Faire passer ce projet pour un ascenseur valléen parce qu'il est l'alternative à une route qui permettrait de rejoindre en voiture la partie exploitable du domaine skiable tord le principe de ce mode de transport ; cela fait de plus fi de l'interdiction de créer des routes au dessus de la limite forestière... Une benne comme alternative vertueuse à une route qu'on a pas le droit de construire... il fallait oser effectivement !

L’artifice permettrait en fait de financer à renfort d'argent public non pas une télécabine mais, un "ascenseur valléen" vertueux. Or, un vrai projet d’ascenseur devrait relier Séchilienne (situé à 300 m d’altitude dans la vallée de la Romanche) à La Morte, évitant ainsi un trajet d’une quinzaine de km de route en lacets, non pas La Morte à ce qui reste de son domaine skiable... Un vrai projet d’ascenseur valléen demanderait également de travailler une vraie intermodalité entre vallée et station car son efficacité de « est tributaire des raccords entre la gare de départ et les infrastructures d’accès à cette gare1. »
Il serait plus juste de nommer ce projet pour ce qu'il est : un projet de remontée mécanique, servant à atteindre un front de neige plus haut, pour prolonger de quelques saisons le ski alpin à La Morte.

À l’heure de la transition, on continue vraiment à investir dans le ski ?
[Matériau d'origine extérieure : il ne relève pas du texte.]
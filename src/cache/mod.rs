//! Persistent cache for upstream metadata.
//!
//! Enrichment runs on every site build, but npm, GitHub and GitLab answers
//! change slowly and the hosting APIs are rate limited. Every fetcher
//! therefore goes through [`get_data`], which consults a [`CacheStore`]
//! before calling out.
//!
//! # Layers
//!
//! - [`normalize_key`] - raw lookup identifier → file-name-safe key
//! - [`CacheStore`] - one JSON file per key with freshness and retention windows
//! - [`get_data`] - read-through wrapper around an async producer
//!
//! # Failure policy
//!
//! | fault | effect |
//! |-------|--------|
//! | read fault (missing, corrupt, stale) | treated as a miss |
//! | producer failure | returned to the caller, nothing stored |
//! | write fault | logged at `warn`, computed value still returned |
//!
//! # Example
//!
//! ```rust,no_run
//! use catalog_enrich::cache::{CacheStore, ExpiryPolicy, get_data};
//!
//! # async fn example() -> anyhow::Result<()> {
//! let store = CacheStore::open(".cache/catalog-enrich", ExpiryPolicy::default())?;
//!
//! let stars: u64 = get_data(&store, "github-sveltejs-kit", || async {
//!     Ok::<_, std::io::Error>(42)
//! })
//! .await?;
//! # Ok(())
//! # }
//! ```

mod key;
mod store;

pub use key::normalize_key;
pub use store::{CacheStats, CacheStore, ExpiryPolicy, PruneStats};

use serde::Serialize;
use serde::de::DeserializeOwned;
use std::future::Future;
use std::path::PathBuf;
use std::time::Duration;
use thiserror::Error;
use tracing::{debug, warn};

/// Errors raised by [`CacheStore`] construction and writes.
///
/// Reads never produce errors; see [`CacheStore::get`].
#[derive(Debug, Error)]
pub enum CacheError {
    /// The freshness window is longer than the retention window.
    #[error("cache freshness window ({freshness:?}) exceeds retention window ({retention:?})")]
    InvalidPolicy {
        freshness: Duration,
        retention: Duration,
    },

    /// A file system operation on the cache directory failed.
    #[error("cache {operation} failed for {}", path.display())]
    Io {
        operation: &'static str,
        path: PathBuf,
        #[source]
        source: std::io::Error,
    },

    /// A cache entry could not be serialized.
    #[error("failed to serialize cache entry: {0}")]
    Serialize(#[from] serde_json::Error),

    /// The blocking write task panicked or was cancelled.
    #[error("cache write task failed: {0}")]
    Task(#[from] tokio::task::JoinError),
}

/// Read-through cache wrapper.
///
/// Normalizes `raw_key`, returns the cached value when a fresh entry exists and
/// deserializes cleanly, and otherwise runs `producer`. A successful result is
/// stored best-effort; a failed one is returned without touching the cache, so
/// a transient upstream outage is retried on the next build instead of being
/// remembered for the whole freshness window.
///
/// # Errors
///
/// Returns the producer's error when the cache misses and the producer fails.
pub async fn get_data<T, E, F, Fut>(store: &CacheStore, raw_key: &str, producer: F) -> Result<T, E>
where
    T: Serialize + DeserializeOwned,
    F: FnOnce() -> Fut,
    Fut: Future<Output = Result<T, E>>,
{
    let key = normalize_key(raw_key);

    if let Some(text) = store.get(&key).await {
        match serde_json::from_str::<T>(&text) {
            Ok(value) => {
                debug!(target: "cache", "Cache hit for {}", raw_key);
                return Ok(value);
            }
            Err(err) => {
                debug!(target: "cache", "Discarding undecodable cache entry {}: {}", raw_key, err);
            }
        }
    } else {
        debug!(target: "cache", "Cache miss for {}", raw_key);
    }

    let value = producer().await?;

    match serde_json::to_string(&value) {
        Ok(text) => {
            if let Err(err) = store.set(&key, text).await {
                warn!(target: "cache", "Failed to cache {}: {}", raw_key, err);
            }
        }
        Err(err) => warn!(target: "cache", "Failed to serialize {} for caching: {}", raw_key, err),
    }

    Ok(value)
}
//! Core types for catalog-enrich
//!
//! Currently this is the error system: [`EnrichError`] for precise handling in
//! code and [`ErrorContext`] / [`user_friendly_error`] for presenting failures
//! to CLI users with details and suggestions.

pub mod error;

pub use error::{EnrichError, ErrorContext, user_friendly_error};
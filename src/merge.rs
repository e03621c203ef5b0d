//! Field merge policy for folding upstream metadata into catalog items.
//!
//! The catalog author's values always win. Upstream data only fills gaps,
//! except for `tags`, which are accumulated from every source and then
//! filtered:
//!
//! ```text
//! base.tags        = ["ui", "svelte-kit"]
//! additional.tags  = ["framework", "svelte"]
//! merged.tags      = ["ui", "framework"]
//! ```
//!
//! Tags containing `svelte` are dropped because every entry in the catalog is
//! a Svelte component and the tag carries no information there.

use crate::models::{CatalogItem, InfoRecord};
use serde_json::{Map, Value};

/// Substring that disqualifies a tag.
const REDUNDANT_TAG: &str = "svelte";

/// Merges an upstream record into a catalog item.
#[must_use]
pub fn merge(base: &CatalogItem, additional: &InfoRecord) -> CatalogItem {
    CatalogItem::from(merge_fields(base.as_map(), &additional.to_fields()))
}

/// Merges two JSON objects with the catalog precedence rules.
///
/// For every field of `additional`, in order:
///
/// - falsy values (`null`, `""`, `0`, `false`) are skipped
/// - a key missing from the result, or present as `null`, is assigned
/// - `tags` arrays are concatenated (base first) and filtered
/// - any other key keeps the base value
///
/// Empty arrays are not falsy; an empty `tags` still passes through the
/// filter, which drops `svelte` tags already present in `base`.
#[must_use]
pub fn merge_fields(base: &Map<String, Value>, additional: &Map<String, Value>) -> Map<String, Value> {
    let mut merged = base.clone();

    for (key, value) in additional {
        if is_falsy(value) {
            continue;
        }

        if matches!(merged.get(key), None | Some(Value::Null)) {
            merged.insert(key.clone(), value.clone());
            continue;
        }

        if key == "tags" {
            if let (Some(Value::Array(existing)), Value::Array(extra)) = (merged.get_mut(key), value) {
                existing.extend(extra.iter().cloned());
                existing.retain(|tag| !is_redundant_tag(tag));
            }
        }
    }

    merged
}

fn is_falsy(value: &Value) -> bool {
    match value {
        Value::Null => true,
        Value::Bool(flag) => !flag,
        Value::String(text) => text.is_empty(),
        Value::Number(number) => number.as_f64() == Some(0.0),
        Value::Array(_) | Value::Object(_) => false,
    }
}

/// Non-string entries are never matched and survive the filter.
fn is_redundant_tag(tag: &Value) -> bool {
    tag.as_str().is_some_and(|text| text.contains(REDUNDANT_TAG))
}

#[cfg(test)]
mod tests {
    use super::*;
    use serde_json::json;

    fn item(value: Value) -> CatalogItem {
        serde_json::from_value(value).unwrap()
    }

    #[test]
    fn test_base_wins_for_scalars() {
        let base = item(json!({ "title": "A" }));
        let info = InfoRecord {
            title: Some("B".into()),
            ..InfoRecord::empty()
        };

        let merged = merge(&base, &info);

        assert_eq!(merged.title(), Some("A"));
    }

    #[test]
    fn test_missing_and_null_fields_are_filled() {
        let base = item(json!({ "title": "A", "description": null }));
        let info = InfoRecord {
            description: Some("filled".into()),
            stars: Some(5),
            ..InfoRecord::empty()
        };

        let merged = merge(&base, &info);

        assert_eq!(merged.description(), Some("filled"));
        assert_eq!(merged.stars(), Some(5));
    }

    #[test]
    fn test_tags_concatenate_and_drop_svelte() {
        let base = item(json!({ "tags": ["ui", "svelte-kit"] }));
        let info = InfoRecord {
            tags: vec!["framework".into(), "svelte".into()],
            ..InfoRecord::empty()
        };

        let merged = merge(&base, &info);

        assert_eq!(merged.get("tags"), Some(&json!(["ui", "framework"])));
    }

    #[test]
    fn test_tag_filter_is_case_sensitive() {
        let base = item(json!({ "tags": ["Svelte"] }));
        let info = InfoRecord {
            tags: vec!["sveltekit".into()],
            ..InfoRecord::empty()
        };

        assert_eq!(merge(&base, &info).get("tags"), Some(&json!(["Svelte"])));
    }

    #[test]
    fn test_empty_tags_still_filter_base() {
        let base = item(json!({ "tags": ["svelte", "ui"] }));

        let merged = merge(&base, &InfoRecord::empty());

        assert_eq!(merged.get("tags"), Some(&json!(["ui"])));
    }

    #[test]
    fn test_empty_tags_are_assigned_when_missing() {
        let merged = merge(&item(json!({ "title": "A" })), &InfoRecord::empty());

        assert_eq!(merged.get("tags"), Some(&json!([])));
    }

    #[test]
    fn test_falsy_values_are_skipped() {
        let base = Map::new();
        let additional = json!({ "a": null, "b": "", "c": 0, "d": false, "e": 0.0, "f": 1 });
        let additional = additional.as_object().unwrap();

        let merged = merge_fields(&base, additional);

        assert_eq!(Value::Object(merged), json!({ "f": 1 }));
    }

    #[test]
    fn test_unknown_base_fields_survive_in_order() {
        let base = item(json!({ "z": 1, "npm": "pkg", "a": [1, 2] }));
        let info = InfoRecord {
            url: Some("https://x.test".into()),
            ..InfoRecord::empty()
        };

        let merged = merge(&base, &info);
        let keys: Vec<_> = merged.as_map().keys().map(String::as_str).collect();

        assert_eq!(keys, ["z", "npm", "a", "tags", "url"]);
    }

    #[test]
    fn test_non_array_base_tags_are_kept() {
        let base = item(json!({ "tags": "ui" }));
        let info = InfoRecord {
            tags: vec!["extra".into()],
            ..InfoRecord::empty()
        };

        assert_eq!(merge(&base, &info).get("tags"), Some(&json!("ui")));
    }
}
Ce n’est pourtant vraiment pas dans l’air du temps. Le rapport de la Cour des comptes, celui de l’ex-député des Hautes-Alpes Joël Giraud (également ancien ministre de la cohésion des territoires), les orientations de financements publics de l’ État et de l’ EU, prennent en compte la réalité climatique et s’orientent vers « la mobilité décarbonée » et donc vers les  vrais « ascenseurs valléens », non pas dans l’aménagement des domaines skiables.

Le coût du projet de La Morte est aujourd’hui évalué à 24 millions. Pour avoir une idée de ce que cela représente, rappelons-nous que le financement du programme Avenir Montagne Ingénierie, visant à accompagner dans leurs transitions 62 territoires de montagne, était de l’ordre de 31 Md€… Comment justifier un financement à cette hauteur pour la seule commune de la Morte, pour un projet de transition qui n'en est pas un, et dont la pertinence n’est pas démontrée ?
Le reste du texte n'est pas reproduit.